Economist Tyler Cowen says eating is all about supply and demand. Eat, he says, where "the supplies are fresh, the suppliers are creative, and the demanders are informed." An ideal restaurant would be a sushi bar near Tsukiji fish market in Tokyo, where fresh fish and discerning diners make selling bad sushi un-viable as a business. Cowen, who has a economics blog called Marginal Revolution - and who chronicles restaurants in the Washington, D.C. area - has written a book called, "An Economist Gets Lunch: New Rules for Everyday Foodies." From Graeme Wood's review in the WSJ:
He advises, for example, looking for Thai restaurants attached to motels (more likely to be family-run and not desperate to make rent).
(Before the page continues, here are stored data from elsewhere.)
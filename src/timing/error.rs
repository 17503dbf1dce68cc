use thiserror::Error;

/// Errors raised when constructing a timing window.
#[derive(Debug, Error, Clone, PartialEq, Eq)]
pub enum TimingWindowError {
    #[error("Repeat count must be -1 (forever) or non-negative, got {0}")]
    InvalidRepeat(i32),

    #[error("Duration must be -1 (open forever) or non-negative, got {0} ms")]
    InvalidDuration(i64),

    #[error("Period must be non-negative, got {0} ms")]
    InvalidPeriod(i64),
}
For authenticity, he awards points to Pakistani restaurants that feature pictures of Mecca, since they're more likely to cater to Pakistani clientele. ("The more aggressively religious the décor, the better it will be for the food.") Find restaurants where diners are "screaming at each other" or "pursuing blood feuds," he says--indications that people feel comfortable there and return frequently with their familiars.Mr. Cowen rightly singles out pit barbecue--eaten in situ in the region that produces it--as the greatest American culinary innovation. (Though he considers the Mexican equivalent, barbacoa, its equal.) It is a style of food that, like a Wi-Fi signal, fast loses its potency away from its home base. "Eat barbecue in towns of less than 50,000 people," he suggests; the brisket Valhalla known as Smitty's Market in Lockhart, Texas, accordingly wins the unrestrained praise it deserves. For the best barbecue, look for restaurants that open in the morning and have real pits with stacks of burning wood, since nothing signals commitment better than a willingness to spend nine hours overnight cooking meat next to a pit of fire.
Wood, by the way, ate at the only sushi restaurant in Villahermosa, Mexico, what he describes as "my own gastroenterologically fateful decision."